Hágase tu voluntad surge de honrar al padre y desear que venga su reino es consecuencia dé.

Se trata de una expresión de adoración. Que esa voluntad que siempre se cumple de manera perfecta en el cielo se cumpla también en la tierra

Es como el ministerio de Jesús que cumplió a cabalidad la voluntad del padre “Padre mío, si es posible, pase de mí esta copa; pero no sea como yo quiero, sino como tú” (Mateo 26:39)

La importancia de cumplir la voluntad del padre En Marcos 3:35 el Señor declaró: “Todo aquel que hace la voluntad de Dios, ese es mi hermano, y mi hermana, y mi madre”.

Juan 6:38

En última instancia, todas las cosas se resolverán de acuerdo con el propósito eterno de Dios, el cual se estableció antes de que el mundo empezara. Pablo expresó esa verdad cuando declaró a los efesios que Dios “hace todas las cosas según el designio de su voluntad” (Efesios 1:11).

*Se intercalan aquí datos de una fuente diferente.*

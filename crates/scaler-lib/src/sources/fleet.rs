//! Fleet capacity controllers

use super::FleetController;
use crate::error::{CapacityError, FleetError};
use crate::models::FleetCapacity;
use async_trait::async_trait;
use std::collections::BTreeMap;
use std::path::PathBuf;
use tokio::fs;
use tokio::sync::RwLock;
use tracing::{debug, info};

type FleetTable = BTreeMap<String, FleetCapacity>;

/// Fleet state kept in a JSON file of `{ "<fleet>": {current, min, max} }`
///
/// Writes go to a sibling temp file that is renamed over the state file, so a
/// capacity update is either fully applied or not at all.
#[derive(Debug)]
pub struct FileFleet {
    path: PathBuf,
    lock: RwLock<()>,
}

impl FileFleet {
    pub fn new(path: impl Into<PathBuf>) -> Self {
        Self {
            path: path.into(),
            lock: RwLock::new(()),
        }
    }

    async fn load(&self) -> Result<FleetTable, FleetError> {
        let content = fs::read_to_string(&self.path).await.map_err(|e| {
            FleetError::Unavailable(format!("failed to read {}: {}", self.path.display(), e))
        })?;

        serde_json::from_str(&content).map_err(|e| {
            FleetError::Unavailable(format!("failed to parse {}: {}", self.path.display(), e))
        })
    }

    async fn store(&self, table: &FleetTable) -> Result<(), FleetError> {
        let content = serde_json::to_string_pretty(table)
            .map_err(|e| FleetError::Unavailable(format!("failed to encode fleet state: {}", e)))?;

        let tmp_path = self.path.with_extension("json.tmp");
        fs::write(&tmp_path, content).await.map_err(|e| {
            FleetError::Unavailable(format!("failed to write {}: {}", tmp_path.display(), e))
        })?;
        fs::rename(&tmp_path, &self.path).await.map_err(|e| {
            FleetError::Unavailable(format!("failed to replace {}: {}", self.path.display(), e))
        })
    }
}

#[async_trait]
impl FleetController for FileFleet {
    async fn read(&self, fleet: &str) -> Result<FleetCapacity, FleetError> {
        let _guard = self.lock.read().await;
        let table = self.load().await?;
        let capacity = table
            .get(fleet)
            .copied()
            .ok_or_else(|| FleetError::NotFound(fleet.to_string()))?;
        capacity.validate()?;
        Ok(capacity)
    }

    async fn write(
        &self,
        fleet: &str,
        desired: u32,
        honor_cooldown: bool,
    ) -> Result<(), FleetError> {
        let _guard = self.lock.write().await;
        let mut table = self.load().await?;
        let capacity = table
            .get_mut(fleet)
            .ok_or_else(|| FleetError::NotFound(fleet.to_string()))?;

        check_desired(capacity, desired)?;
        let previous = capacity.current;
        capacity.current = desired;

        self.store(&table).await?;
        info!(
            fleet = %fleet,
            previous,
            desired,
            honor_cooldown,
            path = %self.path.display(),
            "Fleet capacity updated"
        );
        Ok(())
    }
}

/// A capacity write observed by [`InMemoryFleet`]
#[derive(Debug, Clone, PartialEq, Eq)]
pub struct FleetWrite {
    pub fleet: String,
    pub desired: u32,
    pub honor_cooldown: bool,
}

/// Fleet controller held entirely in memory, recording every write
#[derive(Debug, Default)]
pub struct InMemoryFleet {
    fleets: RwLock<FleetTable>,
    writes: RwLock<Vec<FleetWrite>>,
}

impl InMemoryFleet {
    pub fn new() -> Self {
        Self::default()
    }

    pub fn with_fleet(mut self, name: impl Into<String>, capacity: FleetCapacity) -> Self {
        self.fleets.get_mut().insert(name.into(), capacity);
        self
    }

    /// Current capacity of a fleet, if it exists
    pub async fn capacity(&self, name: &str) -> Option<FleetCapacity> {
        self.fleets.read().await.get(name).copied()
    }

    /// Every write accepted so far, oldest first
    pub async fn writes(&self) -> Vec<FleetWrite> {
        self.writes.read().await.clone()
    }
}

#[async_trait]
impl FleetController for InMemoryFleet {
    async fn read(&self, fleet: &str) -> Result<FleetCapacity, FleetError> {
        self.fleets
            .read()
            .await
            .get(fleet)
            .copied()
            .ok_or_else(|| FleetError::NotFound(fleet.to_string()))
    }

    async fn write(
        &self,
        fleet: &str,
        desired: u32,
        honor_cooldown: bool,
    ) -> Result<(), FleetError> {
        let mut fleets = self.fleets.write().await;
        let capacity = fleets
            .get_mut(fleet)
            .ok_or_else(|| FleetError::NotFound(fleet.to_string()))?;

        check_desired(capacity, desired)?;
        capacity.current = desired;

        self.writes.write().await.push(FleetWrite {
            fleet: fleet.to_string(),
            desired,
            honor_cooldown,
        });
        debug!(fleet = %fleet, desired, "In-memory fleet capacity updated");
        Ok(())
    }
}

fn check_desired(capacity: &FleetCapacity, desired: u32) -> Result<(), CapacityError> {
    if capacity.contains(desired) {
        Ok(())
    } else {
        Err(CapacityError::InvalidBounds {
            min: capacity.min,
            current: desired,
            max: capacity.max,
        })
    }
}
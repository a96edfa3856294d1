//! Log scaler daemon
//!
//! Periodically reads application logs, evaluates the scaling policy and
//! moves the managed fleet's desired capacity by at most one instance.

use anyhow::Result;
use scaler_agent::{api, build_cycle, config::AgentConfig};
use scaler_lib::{HealthRegistry, MonitorLoop, ScalerMetrics, StructuredLogger};
use std::sync::Arc;
use tokio::sync::broadcast;
use tracing::{error, info};
use tracing_subscriber::{fmt, prelude::*, EnvFilter};

const AGENT_VERSION: &str = env!("CARGO_PKG_VERSION");

#[tokio::main]
async fn main() -> Result<()> {
    // Initialize tracing with JSON output and env filter
    tracing_subscriber::registry()
        .with(EnvFilter::try_from_default_env().unwrap_or_else(|_| EnvFilter::new("info")))
        .with(fmt::layer().json())
        .init();

    info!("Starting log-scaler");

    let config = AgentConfig::load()?;
    info!(
        fleet = %config.fleet_name,
        log_dir = %config.log_dir.display(),
        resources = config.resource_ids.len(),
        dry_run = config.dry_run,
        "Scaler configured"
    );

    let health_registry = HealthRegistry::with_scaler_components().await;
    let metrics = ScalerMetrics::new();

    let logger = StructuredLogger::new(&config.fleet_name);
    logger.log_startup(AGENT_VERSION, config.interval_secs);

    let monitor = MonitorLoop::new(
        build_cycle(&config, health_registry.clone()),
        config.interval(),
    );
    let app_state = Arc::new(api::AppState::new(
        health_registry,
        metrics,
        monitor.latest_report(),
    ));

    let (shutdown_tx, shutdown_rx) = broadcast::channel(1);
    let monitor_handle = tokio::spawn(monitor.run(shutdown_rx));

    let api_port = config.api_port;
    tokio::spawn(async move {
        if let Err(e) = api::serve(api_port, app_state).await {
            error!(error = %e, "API server stopped");
        }
    });

    tokio::signal::ctrl_c().await?;
    logger.log_shutdown("SIGINT received");

    // Let an in-flight cycle finish before exiting
    let _ = shutdown_tx.send(());
    if let Err(e) = monitor_handle.await {
        error!(error = %e, "Scaling loop panicked");
    }

    Ok(())
}
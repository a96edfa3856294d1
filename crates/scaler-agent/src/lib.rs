//! Log scaler daemon
//!
//! Wires the configured collaborators into a [`MonitorCycle`] and serves
//! health, metrics and the latest cycle report over HTTP.

pub mod api;
pub mod config;

use config::AgentConfig;
use scaler_lib::sources::{
    DirectoryBlobSource, FileFleet, FileUtilizationSource, StaticUtilizationSource,
    UtilizationSource,
};
use scaler_lib::{HealthRegistry, MonitorCycle, ScalingPolicy};
use std::sync::Arc;

/// Build the evaluation cycle described by the configuration
pub fn build_cycle(config: &AgentConfig, health: HealthRegistry) -> MonitorCycle {
    let blobs = DirectoryBlobSource::new(&config.log_dir)
        .with_prefix(&config.log_prefix)
        .with_max_blobs(config.max_blobs);

    let utilization: Arc<dyn UtilizationSource> = match &config.utilization_file {
        Some(path) => Arc::new(FileUtilizationSource::new(path)),
        None => Arc::new(StaticUtilizationSource::default()),
    };

    MonitorCycle::new(
        Arc::new(blobs),
        utilization,
        Arc::new(FileFleet::new(&config.fleet_state_file)),
        ScalingPolicy::new(config.thresholds),
        config.cycle_config(),
    )
    .with_health(health)
}
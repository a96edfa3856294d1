//! Policy evaluation over local log files

use anyhow::Result;
use scaler_lib::policy::mean_cpu;
use scaler_lib::{MetricsSnapshot, ScalingDecision, ScalingPolicy, UtilizationSample};
use serde::Serialize;
use std::path::PathBuf;

use super::analyze::load_metrics;
use super::ensure_unique_resources;
use crate::output::{print_decision, print_json, print_metrics, print_utilization, OutputFormat};

#[derive(Serialize)]
struct Evaluation {
    blobs_read: usize,
    metrics: MetricsSnapshot,
    utilization: Vec<UtilizationSample>,
    mean_cpu_percent: Option<f64>,
    decision: ScalingDecision,
}

/// Aggregate the given log files and decide how the fleet should scale
pub async fn evaluate(
    paths: Vec<PathBuf>,
    utilization: Vec<UtilizationSample>,
    policy: ScalingPolicy,
    format: OutputFormat,
) -> Result<()> {
    ensure_unique_resources(&utilization)?;
    let (blobs_read, metrics) = load_metrics(paths).await?;
    let decision = policy.evaluate(&metrics, &utilization);
    let mean = mean_cpu(&utilization);

    match format {
        OutputFormat::Json => print_json(&Evaluation {
            blobs_read,
            metrics,
            utilization,
            mean_cpu_percent: mean,
            decision,
        })?,
        OutputFormat::Table => {
            print_metrics(&metrics, blobs_read);
            print_utilization(&utilization, mean);
            println!();
            print_decision(&decision);
        }
    }

    Ok(())
}
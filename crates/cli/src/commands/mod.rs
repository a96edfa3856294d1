//! Subcommand implementations

pub mod analyze;
pub mod evaluate;
pub mod plan;
pub mod run;

use anyhow::{anyhow, bail, Context, Result};
use scaler_lib::UtilizationSample;
use std::collections::HashSet;

/// Parse a `--cpu ID=PERCENT` argument
pub fn parse_cpu_sample(value: &str) -> Result<UtilizationSample> {
    let (id, percent) = value
        .split_once('=')
        .ok_or_else(|| anyhow!("expected ID=PERCENT, got '{}'", value))?;

    let id = id.trim();
    if id.is_empty() {
        return Err(anyhow!("resource id is empty in '{}'", value));
    }

    let percent: f64 = percent
        .trim()
        .parse()
        .with_context(|| format!("invalid CPU percentage in '{}'", value))?;
    if !percent.is_finite() || percent < 0.0 {
        return Err(anyhow!("CPU percentage must be non-negative in '{}'", value));
    }

    Ok(UtilizationSample::new(id, percent))
}

/// Reject a resource given more than one `--cpu` reading
pub fn ensure_unique_resources(samples: &[UtilizationSample]) -> Result<()> {
    let mut seen = HashSet::new();
    for sample in samples {
        if !seen.insert(sample.resource_id.as_str()) {
            bail!(
                "duplicate --cpu reading for resource '{}'",
                sample.resource_id
            );
        }
    }
    Ok(())
}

Pero la mayor parte de lo que sucede en este mundo perverso, caído y plagado de pecado es contrario al propósito de Dios

TRES ASPECTOS DE LA VOLUNTAD DE DIOS

Una adecuada comprensión de la voluntad de Dios revela por qué esa trágica realidad está perfectamente de acuerdo con su absoluta soberanía. Los teólogos distinguen tres aspectos de la voluntad de Dios, según observa R. C. Sproul de manera oportuna: Cuando hablamos de la voluntad de Dios lo hacemos al menos en tres maneras diferentes. Al concepto más amplio se le conoce como

    1. Voluntad de Dios legislante, soberana u oculta

Es el concepto más amplio de la voluntad de Dios. Es aquella mediante la cual soberanamente Él ordena todo lo que ha de acontecer. Puesto que Dios es soberano y su voluntad no se puede frustrar, podemos estar seguros de que nada ocurre en lo cual Él no tenga el control. Aunque a menudo la voluntad soberana de Dios se nos oculta hasta después que acontece, hay un aspecto de su voluntad que es claro para nosotros:

    2. Voluntad establecida mediante las reglas

Este es el aspecto de su voluntad más claro. Aquí Dios revela su voluntad por medio de su santa ley… Este aspecto de la voluntad de Dios se revela tanto en su Palabra como en nuestras conciencias, por la cual Él ha escrito su ley moral en nuestros corazones

Romanos 2:14-15

Tenemos el poder o la capacidad de frustrar la voluntad de Dios establecida mediante las reglas, aunque no el derecho de hacerlo.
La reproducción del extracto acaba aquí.